╔══

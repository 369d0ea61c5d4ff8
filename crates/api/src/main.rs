//! SMSVault HTTP API server.
//!
//! Routes authenticate against the token issuer, then read or mutate a
//! user's message store. Bulk submissions go through the reconcile fold
//! and report partial success distinctly from total success or failure.

use std::env;
use std::net::SocketAddr;
use std::sync::Arc;
use std::time::{Duration, Instant};

use auth::{hash_password, verify_password, AuthError, TokenIssuer, UserIdentity};
use axum::extract::{Json, Path, Query, State};
use axum::http::{HeaderMap, StatusCode};
use axum::response::{IntoResponse, Response};
use axum::routing::{delete, get, post};
use axum::Router;
use database::{message, user, Database, DatabaseError, ListFilter, Message, MessageStats};
use serde::{Deserialize, Serialize};
use sync_core::{
    normalize, reconcile, BatchOutcome, BatchReport, RawMessage, SyncError, ValidationError,
};
use tracing::{info, warn};

/// Processing deadline for one bulk request; items beyond it are reported
/// as skipped rather than left half-done.
const BULK_DEADLINE: Duration = Duration::from_secs(25);

const MIN_PASSWORD_LENGTH: usize = 8;
const MAX_USERNAME_LENGTH: usize = 64;

const DEFAULT_PAGE_SIZE: i64 = 50;

#[derive(Clone)]
struct AppState {
    db: Database,
    tokens: Arc<TokenIssuer>,
}

#[tokio::main]
async fn main() {
    dotenvy::dotenv().ok();
    tracing_subscriber::fmt::init();

    let addr = env::var("SMSVAULT_ADDR").unwrap_or_else(|_| "127.0.0.1:8080".to_string());
    let db_url = env::var("SMSVAULT_DB_URL").unwrap_or_else(|_| "sqlite:smsvault.db?mode=rwc".to_string());
    let token_secret = env::var("SMSVAULT_TOKEN_SECRET").unwrap_or_else(|_| {
        warn!("SMSVAULT_TOKEN_SECRET not set, using an insecure development secret");
        "smsvault-dev-secret".to_string()
    });
    let token_ttl = env::var("SMSVAULT_TOKEN_TTL_SECS")
        .ok()
        .and_then(|v| v.parse().ok())
        .unwrap_or(24 * 3600);

    let db = Database::connect(&db_url).await.expect("database connection failed");
    db.migrate().await.expect("database migration failed");

    let state = AppState {
        db,
        tokens: Arc::new(TokenIssuer::new(&token_secret, Duration::from_secs(token_ttl))),
    };

    let app = Router::new()
        .route("/health", get(health))
        .route("/auth/register", post(register))
        .route("/auth/login", post(login))
        .route("/messages", post(submit_message).get(list))
        .route("/messages/bulk", post(submit_bulk))
        .route("/messages/stats", get(stats))
        .route("/messages/:external_id", delete(delete_message))
        .with_state(state);

    let addr: SocketAddr = addr.parse().expect("Invalid SMSVAULT_ADDR");
    info!(%addr, "SMSVault API listening");

    let listener = tokio::net::TcpListener::bind(addr).await.unwrap();
    axum::serve(listener, app).await.unwrap();
}

// ---------------------------------------------------------------------------
// Response envelope

#[derive(Debug, Serialize)]
struct Envelope<T: Serialize> {
    success: bool,
    message: String,
    #[serde(skip_serializing_if = "Option::is_none")]
    data: Option<T>,
}

fn envelope<T: Serialize>(
    status: StatusCode,
    success: bool,
    message: impl Into<String>,
    data: Option<T>,
) -> Response {
    let body = Envelope {
        success,
        message: message.into(),
        data,
    };
    (status, Json(body)).into_response()
}

// ---------------------------------------------------------------------------
// Request/response shapes

#[derive(Debug, Deserialize)]
struct RegisterRequest {
    #[serde(default)]
    username: String,
    #[serde(default)]
    password: String,
    display_name: Option<String>,
}

#[derive(Debug, Deserialize)]
struct LoginRequest {
    #[serde(default)]
    username: String,
    #[serde(default)]
    password: String,
}

#[derive(Debug, Serialize)]
struct PublicUser {
    id: i64,
    username: String,
    display_name: Option<String>,
}

impl From<database::User> for PublicUser {
    fn from(user: database::User) -> Self {
        Self {
            id: user.id,
            username: user.username,
            display_name: user.display_name,
        }
    }
}

#[derive(Debug, Serialize)]
struct AuthData {
    token: String,
    user: PublicUser,
}

#[derive(Debug, Deserialize)]
struct BulkRequest {
    #[serde(default)]
    messages: Vec<RawMessage>,
}

#[derive(Debug, Serialize)]
struct BulkData {
    outcome: BatchOutcome,
    #[serde(flatten)]
    report: BatchReport,
}

#[derive(Debug, Deserialize)]
struct ListQuery {
    page: Option<i64>,
    limit: Option<i64>,
    address: Option<String>,
    search: Option<String>,
}

#[derive(Debug, Serialize)]
struct ListData {
    messages: Vec<Message>,
    total: i64,
    page: i64,
    page_size: i64,
}

#[derive(Debug, Serialize)]
struct Health {
    status: String,
}

// ---------------------------------------------------------------------------
// Handlers

async fn health() -> Json<Health> {
    Json(Health {
        status: "ok".to_string(),
    })
}

async fn register(
    State(state): State<AppState>,
    Json(payload): Json<RegisterRequest>,
) -> Result<Response, ApiError> {
    let username = payload.username.trim();
    if username.is_empty() {
        return Err(ApiError::BadRequest("username cannot be empty".to_string()));
    }
    if username.len() > MAX_USERNAME_LENGTH {
        return Err(ApiError::BadRequest(format!(
            "username is too long (max {MAX_USERNAME_LENGTH})"
        )));
    }
    if payload.password.len() < MIN_PASSWORD_LENGTH {
        return Err(ApiError::BadRequest(format!(
            "password must be at least {MIN_PASSWORD_LENGTH} characters"
        )));
    }

    let password_hash = hash_password(&payload.password)?;
    let created = user::create_user(
        state.db.pool(),
        username,
        &password_hash,
        payload.display_name.as_deref(),
    )
    .await?;

    info!(user_id = created.id, "user registered");
    let token = state.tokens.issue(created.id, &created.username)?;
    Ok(envelope(
        StatusCode::CREATED,
        true,
        "registered",
        Some(AuthData {
            token,
            user: created.into(),
        }),
    ))
}

async fn login(
    State(state): State<AppState>,
    Json(payload): Json<LoginRequest>,
) -> Result<Response, ApiError> {
    let account = match user::get_user_by_username(state.db.pool(), payload.username.trim()).await {
        Ok(account) => account,
        // Unknown user and wrong password must be indistinguishable.
        Err(DatabaseError::NotFound { .. }) => return Err(ApiError::Auth(AuthError::BadLogin)),
        Err(e) => return Err(e.into()),
    };

    if !verify_password(&payload.password, &account.password_hash) {
        return Err(ApiError::Auth(AuthError::BadLogin));
    }

    let token = state.tokens.issue(account.id, &account.username)?;
    Ok(envelope(
        StatusCode::OK,
        true,
        "logged in",
        Some(AuthData {
            token,
            user: account.into(),
        }),
    ))
}

async fn submit_message(
    State(state): State<AppState>,
    headers: HeaderMap,
    Json(payload): Json<RawMessage>,
) -> Result<Response, ApiError> {
    let identity = authorize(&state, &headers)?;

    // A single-item submission fails the whole request on invalid input,
    // unlike bulk where validation errors are per-item.
    normalize(&payload).map_err(ApiError::Validation)?;

    let report = reconcile(&state.db, &state.db, identity.id, vec![payload], None).await?;
    if report.inserted == 1 {
        return Ok(envelope::<()>(
            StatusCode::CREATED,
            true,
            "message stored",
            None,
        ));
    }
    if report.duplicate == 1 {
        return Ok(envelope::<()>(
            StatusCode::OK,
            true,
            "duplicate message ignored",
            None,
        ));
    }
    // Normalization passed, so the only way here is a storage rejection.
    let code = report
        .errors
        .first()
        .map(|e| e.code.clone())
        .unwrap_or_else(|| "rejected".to_string());
    Err(ApiError::BadRequest(format!("message rejected: {code}")))
}

async fn submit_bulk(
    State(state): State<AppState>,
    headers: HeaderMap,
    Json(payload): Json<BulkRequest>,
) -> Result<Response, ApiError> {
    let identity = authorize(&state, &headers)?;

    let deadline = Instant::now() + BULK_DEADLINE;
    let report = reconcile(
        &state.db,
        &state.db,
        identity.id,
        payload.messages,
        Some(deadline),
    )
    .await?;

    let outcome = report.outcome();
    let (status, success, message) = match outcome {
        BatchOutcome::Complete => (StatusCode::OK, true, "batch processed"),
        BatchOutcome::Partial => (StatusCode::MULTI_STATUS, true, "batch partially processed"),
        BatchOutcome::Failed => (StatusCode::BAD_REQUEST, false, "no items processed"),
    };
    Ok(envelope(
        status,
        success,
        message,
        Some(BulkData { outcome, report }),
    ))
}

async fn list(
    State(state): State<AppState>,
    headers: HeaderMap,
    Query(query): Query<ListQuery>,
) -> Result<Response, ApiError> {
    let identity = authorize(&state, &headers)?;

    let filter = ListFilter {
        address: query.address.filter(|a| !a.trim().is_empty()),
        search: query.search.filter(|s| !s.trim().is_empty()),
    };
    let page = query.page.unwrap_or(1).max(1);
    let page_size = query
        .limit
        .unwrap_or(DEFAULT_PAGE_SIZE)
        .clamp(1, database::MAX_PAGE_SIZE);

    let (messages, total) =
        message::list_messages(state.db.pool(), identity.id, &filter, page, page_size).await?;

    Ok(envelope(
        StatusCode::OK,
        true,
        "messages",
        Some(ListData {
            messages,
            total,
            page,
            page_size,
        }),
    ))
}

async fn stats(
    State(state): State<AppState>,
    headers: HeaderMap,
) -> Result<Response, ApiError> {
    let identity = authorize(&state, &headers)?;
    let stats: MessageStats = message::message_stats(state.db.pool(), identity.id).await?;
    Ok(envelope(StatusCode::OK, true, "stats", Some(stats)))
}

async fn delete_message(
    State(state): State<AppState>,
    headers: HeaderMap,
    Path(external_id): Path<String>,
) -> Result<Response, ApiError> {
    let identity = authorize(&state, &headers)?;
    message::delete_message_by_external_id(state.db.pool(), identity.id, &external_id).await?;
    Ok(envelope::<()>(StatusCode::OK, true, "message deleted", None))
}

fn authorize(state: &AppState, headers: &HeaderMap) -> Result<UserIdentity, ApiError> {
    let header_value = headers
        .get(axum::http::header::AUTHORIZATION)
        .and_then(|value| value.to_str().ok());
    Ok(state.tokens.authorize(header_value)?)
}

// ---------------------------------------------------------------------------
// Error mapping

#[derive(Debug)]
enum ApiError {
    Auth(AuthError),
    Validation(ValidationError),
    BadRequest(String),
    Conflict(String),
    NotFound(String),
    Storage(String),
}

impl From<AuthError> for ApiError {
    fn from(err: AuthError) -> Self {
        ApiError::Auth(err)
    }
}

impl From<SyncError> for ApiError {
    fn from(err: SyncError) -> Self {
        match err {
            SyncError::StorageUnavailable(detail) => ApiError::Storage(detail),
        }
    }
}

impl From<DatabaseError> for ApiError {
    fn from(err: DatabaseError) -> Self {
        match err {
            DatabaseError::NotFound { entity, id } => {
                ApiError::NotFound(format!("{entity} not found: {id}"))
            }
            DatabaseError::AlreadyExists { entity, id } => {
                ApiError::Conflict(format!("{entity} already exists: {id}"))
            }
            other => ApiError::Storage(other.to_string()),
        }
    }
}

impl IntoResponse for ApiError {
    fn into_response(self) -> Response {
        let (status, code, message) = match &self {
            ApiError::Auth(err) => {
                let status = match err {
                    AuthError::BadLogin
                    | AuthError::Unauthenticated
                    | AuthError::InvalidCredential
                    | AuthError::CredentialExpired => StatusCode::UNAUTHORIZED,
                    AuthError::Hashing(_) | AuthError::TokenIssuance(_) => {
                        StatusCode::INTERNAL_SERVER_ERROR
                    }
                };
                (status, err.code(), err.to_string())
            }
            ApiError::Validation(err) => {
                (StatusCode::UNPROCESSABLE_ENTITY, err.code(), err.to_string())
            }
            ApiError::BadRequest(message) => {
                (StatusCode::BAD_REQUEST, "bad_request", message.clone())
            }
            ApiError::Conflict(message) => (StatusCode::CONFLICT, "conflict", message.clone()),
            ApiError::NotFound(message) => (StatusCode::NOT_FOUND, "not_found", message.clone()),
            ApiError::Storage(detail) => {
                warn!(%detail, "storage unavailable");
                (
                    StatusCode::SERVICE_UNAVAILABLE,
                    "storage_unavailable",
                    "storage unavailable".to_string(),
                )
            }
        };

        let body = serde_json::json!({
            "success": false,
            "message": message,
            "data": { "code": code },
        });
        (status, Json(body)).into_response()
    }
}

#[cfg(test)]
mod tests {
    use super::*;

    #[test]
    fn bulk_outcomes_map_to_distinct_statuses() {
        let mut report = BatchReport::new(3);
        report.inserted = 3;
        assert_eq!(report.outcome(), BatchOutcome::Complete);

        report.record_error(2, "constraint", None, "rejected");
        assert_eq!(report.outcome(), BatchOutcome::Partial);

        let mut failed = BatchReport::new(1);
        failed.record_error(0, "empty_field", Some("body".into()), "empty");
        assert_eq!(failed.outcome(), BatchOutcome::Failed);
    }

    #[test]
    fn auth_errors_map_to_unauthorized() {
        for err in [
            AuthError::Unauthenticated,
            AuthError::InvalidCredential,
            AuthError::CredentialExpired,
            AuthError::BadLogin,
        ] {
            let response = ApiError::Auth(err).into_response();
            assert_eq!(response.status(), StatusCode::UNAUTHORIZED);
        }
    }

    #[test]
    fn validation_errors_map_to_unprocessable() {
        let err = ValidationError::Negative {
            field: "timestamp",
            value: -1,
        };
        let response = ApiError::Validation(err).into_response();
        assert_eq!(response.status(), StatusCode::UNPROCESSABLE_ENTITY);
    }
}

╚══

Assigned task:
In the listing above, please print only the lines from the first one to the line where "the reconcile fold" appears, exactly as written, both of those lines included.

Answer space:
repository 369d0ea61c5d4ff8
filename crates/api/src/main.rs
//! SMSVault HTTP API server.
//!
//! Routes authenticate against the token issuer, then read or mutate a
//! user's message store. Bulk submissions go through the reconcile fold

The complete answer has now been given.